In parallelo nella Finanziaria dello Stato - e dunque in queste ore, perché si profila una voto di fiducia per l'approvazione alla Camera e tra qualche settimana al Senato - appaiono le norme in legge ordinaria (infatti la "norma valdostana" figura fra le norme proposte nel maxi-emendamento presentato ieri sera dal Governo nella Commissione bilancio della Camera), che poi spetterà alla Commissione Paritetica (di cui sono membro) "blindare" in norma di attuazione dello Statuto.
Una procedura che è come una macchina con diversi meccanismi - tipo un orologio - che devono ben funzionare e il peggior nemico, in questa fase, è l'instabilità di Governo, oggi al suo acme, che può creare diverse perturbazioni nel cammino fra intesa e norme di legge.
Tecnicismi? Tutt'altro. Ho imparato in anni di attività parlamentare e nell'esperienza regionale che l'autonomia politica funziona solo se c'è chiarezza nelle norme giuridiche.
Il resto, molto spesso, sono chiacchiere.

Il "dopo"

Silvio Berlusconi sposta la sediaBuona regola sarebbe in politica - in barba al detto oraziano "Carpe diem, quam minimum credula postero", ("Cogli l'attimo, e nel domani credi il meno possibile") - che "durante" si pensi al "dopo".
E oggi il "dopo" è rappresentato dal Governo Berlusconi e dal triennio della Legislatura che teoricamente c'è ancora. Nessun indovino, all'indomani del successo elettorale del Centrodestra di due anni fa, avrebbe potuto immaginare qualche cosa di questo genere. Ed è la dimostrazione che la sola legge elettorale, anche se è vero che con quella vigente si è raggiunto il livello più basso di credibilità nella rappresentanza parlamentare, non basta a cambiare le cose e senza un "Italia federale" - davvero e non per finta - il funerale della Repubblica prima o poi rischia di arrivare.
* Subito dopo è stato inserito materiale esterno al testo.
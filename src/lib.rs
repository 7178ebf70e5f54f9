pub mod api;
pub mod db;
pub mod error;
pub mod events;
pub mod models;
pub mod services;
pub mod state;
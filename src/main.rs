use std::net::SocketAddr;
use std::sync::Arc;

use sqlx::sqlite::SqlitePoolOptions;
use tokio::sync::Mutex;
use tracing::info;
use tracing_subscriber::{layer::SubscriberExt, util::SubscriberInitExt};

use accountable::api::router;
use accountable::events::{ChannelEventSink, EventSink, WebhookConfig, WebhookEventSink};
use accountable::services::RolloverScheduler;
use accountable::state::AppState;

#[tokio::main]
async fn main() -> Result<(), Box<dyn std::error::Error>> {
    dotenvy::dotenv().ok();

    tracing_subscriber::registry()
        .with(tracing_subscriber::EnvFilter::new(
            std::env::var("RUST_LOG").unwrap_or_else(|_| "accountable=debug".to_string()),
        ))
        .with(tracing_subscriber::fmt::layer())
        .init();

    let database_url =
        std::env::var("DATABASE_URL").unwrap_or_else(|_| "sqlite://accountable.db".to_string());

    let pool = SqlitePoolOptions::new()
        .max_connections(5)
        .connect(&database_url)
        .await?;

    sqlx::migrate!("./migrations").run(&pool).await?;

    let events: Arc<dyn EventSink> = match WebhookConfig::new_from_env() {
        Ok(config) => {
            info!("achievement events will be posted to {}", config.url);
            Arc::new(WebhookEventSink::new(config)?)
        }
        Err(_) => Arc::new(ChannelEventSink::default()),
    };

    let penalty_lock = Arc::new(Mutex::new(()));

    let interval_secs = std::env::var("ROLLOVER_INTERVAL_SECS")
        .ok()
        .and_then(|v| v.parse().ok())
        .unwrap_or(3600);
    let scheduler = RolloverScheduler::new(pool.clone(), penalty_lock.clone(), interval_secs);
    tokio::spawn(scheduler.start());

    let state = AppState {
        db: pool,
        events,
        penalty_lock,
    };

    let app = router(state);

    let addr = SocketAddr::from(([127, 0, 0, 1], 3000));
    info!("listening on http://{}", addr);

    let listener = tokio::net::TcpListener::bind(addr).await?;
    axum::serve(listener, app).await?;

    Ok(())
}
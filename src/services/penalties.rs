use std::collections::HashMap;
use std::sync::Arc;

use serde::Serialize;
use sqlx::SqlitePool;
use tokio::sync::Mutex;
use tracing::{info, warn};

use crate::db::repository;
use crate::error::AppError;
use crate::models::{NewPenalty, Penalty, PenaltyStatus, TaskStatus};

/// Reconciles missed-task penalties for calendar dates.
///
/// The lock is shared process state: one reconciliation per process at a
/// time. It only guards against self-races; a second process hitting the same
/// store is caught by the unique (user, date) index and, failing that, the
/// cleanup pass.
pub struct PenaltyService {
    db: SqlitePool,
    lock: Arc<Mutex<()>>,
}

/// Pending amounts per user: what they owe and what is owed to them. General
/// penalties (no recipient) count only toward `owed`.
#[derive(Debug, Default, Clone, Serialize)]
pub struct PenaltySummaryEntry {
    pub owed: i64,
    pub owed_to: i64,
}

impl PenaltyService {
    pub fn new(db: SqlitePool, lock: Arc<Mutex<()>>) -> Self {
        Self { db, lock }
    }

    /// Ensure exactly one penalty exists per user with missed tasks on
    /// `date`. Returns the penalties created by this call; an empty list when
    /// there is nothing to do or another reconciliation is already running.
    ///
    /// Any store failure aborts the whole pass and propagates; the lock is a
    /// guard and releases on every exit path.
    pub async fn reconcile_missed_task_penalties(
        &self,
        date: &str,
    ) -> Result<Vec<Penalty>, AppError> {
        let Ok(_guard) = self.lock.try_lock() else {
            warn!("penalty reconciliation for {} skipped: already in flight", date);
            return Ok(Vec::new());
        };

        let tasks = repository::fetch_tasks_for_date(&self.db, date).await?;
        let users = repository::fetch_users(&self.db).await?;
        let settings = repository::get_settings(&self.db).await?;
        let penalties = repository::fetch_penalties(&self.db).await?;

        let mut by_user: HashMap<&str, Vec<&crate::models::Task>> = HashMap::new();
        for task in &tasks {
            by_user.entry(task.user_id.as_str()).or_default().push(task);
        }

        let mut created = Vec::new();
        for (user_id, user_tasks) in by_user {
            if !users.iter().any(|u| u.id == user_id) {
                warn!("task on {} references unknown user {}, skipping", date, user_id);
                continue;
            }

            let missed: Vec<_> = user_tasks
                .iter()
                .filter(|t| matches!(t.status, TaskStatus::Pending | TaskStatus::Missed))
                .collect();
            if missed.is_empty() {
                continue;
            }

            if penalties
                .iter()
                .any(|p| p.from_user_id == user_id && p.date == date)
            {
                continue;
            }

            let titles: Vec<&str> = missed.iter().map(|t| t.title.as_str()).collect();
            let new = NewPenalty {
                from_user_id: user_id.to_string(),
                to_user_id: None,
                amount: missed.len() as i64 * settings.penalty_amount,
                reason: format!("Missed tasks on {}: {}", date, titles.join(", ")),
                date: date.to_string(),
            };

            // None means another writer got there between our read and this
            // insert; the at-most-one invariant already holds.
            if let Some(penalty) = repository::insert_penalty(&self.db, new).await? {
                info!(
                    "penalty of {} created for user {} on {}",
                    penalty.amount, penalty.from_user_id, date
                );
                created.push(penalty);
            }
        }

        Ok(created)
    }

    /// Pending penalty totals per user id.
    pub async fn penalty_summary(
        &self,
    ) -> Result<HashMap<String, PenaltySummaryEntry>, AppError> {
        let penalties = repository::fetch_penalties(&self.db).await?;
        let users = repository::fetch_users(&self.db).await?;

        let mut summary: HashMap<String, PenaltySummaryEntry> = users
            .iter()
            .map(|u| (u.id.clone(), PenaltySummaryEntry::default()))
            .collect();

        for penalty in penalties.iter().filter(|p| p.status == PenaltyStatus::Pending) {
            if let Some(entry) = summary.get_mut(&penalty.from_user_id) {
                entry.owed += penalty.amount;
            }
            if let Some(to) = &penalty.to_user_id {
                if let Some(entry) = summary.get_mut(to) {
                    entry.owed_to += penalty.amount;
                }
            }
        }

        Ok(summary)
    }

    /// Maintenance pass for stores without the (user, date) uniqueness
    /// constraint: keeps the first penalty of each duplicate group and
    /// deletes the rest. Returns the number removed. Safe to run repeatedly.
    pub async fn cleanup_duplicates(&self) -> Result<usize, AppError> {
        let penalties = repository::fetch_penalties(&self.db).await?;

        let mut groups: HashMap<(&str, &str), Vec<&Penalty>> = HashMap::new();
        for penalty in &penalties {
            groups
                .entry((penalty.from_user_id.as_str(), penalty.date.as_str()))
                .or_default()
                .push(penalty);
        }

        let mut removed = 0;
        for (_, group) in groups {
            for duplicate in group.iter().skip(1) {
                repository::delete_penalty(&self.db, &duplicate.id).await?;
                removed += 1;
            }
        }

        if removed > 0 {
            info!("removed {} duplicate penalties", removed);
        }
        Ok(removed)
    }
}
E' vero, per altro, che il bipolarismo italiano non è il bipartitismo ed è altrettanto vero che il bipolarismo ha nel PdL e PD due corazzate minate da terribili lotte intestine (e anche la Lega "dopo" Umberto Bossi rischia grosso), tuttavia sembrava che l'uscita di scena di Romano Prodi - vittima del "fuoco amico" - potesse indurre lo schieramento avversario ad una certa saggezza. Ed invece ritengo che molte ragioni, tra le quali i posizionamenti interni al PdL e il moltiplicarsi degli sforzi centristi sul "terzo polo", derivino dalla sensazione che si sia vicini al "dopo" Silvio Berlusconi, che - se davvero avvenisse - sarebbe un "punto e a capo" mica semplice.
Insomma, il "dopo" è il "dopo" e bisogna sempre tenerlo presente.